[Saved data entries]
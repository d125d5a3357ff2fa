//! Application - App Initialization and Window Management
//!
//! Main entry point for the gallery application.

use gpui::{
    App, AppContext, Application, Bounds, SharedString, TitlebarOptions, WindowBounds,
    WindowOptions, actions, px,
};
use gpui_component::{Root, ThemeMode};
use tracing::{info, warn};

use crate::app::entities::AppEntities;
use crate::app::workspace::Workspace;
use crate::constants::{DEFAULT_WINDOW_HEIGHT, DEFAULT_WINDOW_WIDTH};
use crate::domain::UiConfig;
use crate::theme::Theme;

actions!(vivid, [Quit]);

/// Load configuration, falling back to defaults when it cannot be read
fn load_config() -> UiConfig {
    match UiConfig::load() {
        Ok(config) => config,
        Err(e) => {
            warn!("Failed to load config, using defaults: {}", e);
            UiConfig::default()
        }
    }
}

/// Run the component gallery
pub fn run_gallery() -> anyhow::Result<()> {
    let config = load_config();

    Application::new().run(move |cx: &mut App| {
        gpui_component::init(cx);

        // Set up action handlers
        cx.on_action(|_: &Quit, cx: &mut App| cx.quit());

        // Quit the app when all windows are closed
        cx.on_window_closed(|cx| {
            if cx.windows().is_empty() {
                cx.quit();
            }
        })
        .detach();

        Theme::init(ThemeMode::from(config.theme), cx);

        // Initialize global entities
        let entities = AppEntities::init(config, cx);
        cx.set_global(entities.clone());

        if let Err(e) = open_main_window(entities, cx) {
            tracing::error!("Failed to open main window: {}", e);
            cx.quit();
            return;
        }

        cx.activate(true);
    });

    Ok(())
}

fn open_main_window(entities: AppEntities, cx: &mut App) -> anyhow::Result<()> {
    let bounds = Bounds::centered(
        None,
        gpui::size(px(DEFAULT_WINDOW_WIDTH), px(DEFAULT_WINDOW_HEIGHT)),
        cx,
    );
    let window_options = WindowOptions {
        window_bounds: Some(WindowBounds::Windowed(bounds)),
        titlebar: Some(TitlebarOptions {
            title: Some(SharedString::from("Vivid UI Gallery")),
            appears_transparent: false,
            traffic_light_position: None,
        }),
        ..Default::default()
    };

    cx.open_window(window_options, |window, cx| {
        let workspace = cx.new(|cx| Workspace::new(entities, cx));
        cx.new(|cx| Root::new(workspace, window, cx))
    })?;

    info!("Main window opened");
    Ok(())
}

Your goal ▸
Using the records above, copy each line that contains "AppEntities".

Answer to this exercise ▸
use crate::app::entities::AppEntities;
        let entities = AppEntities::init(config, cx);
fn open_main_window(entities: AppEntities, cx: &mut App) -> anyhow::Result<()> {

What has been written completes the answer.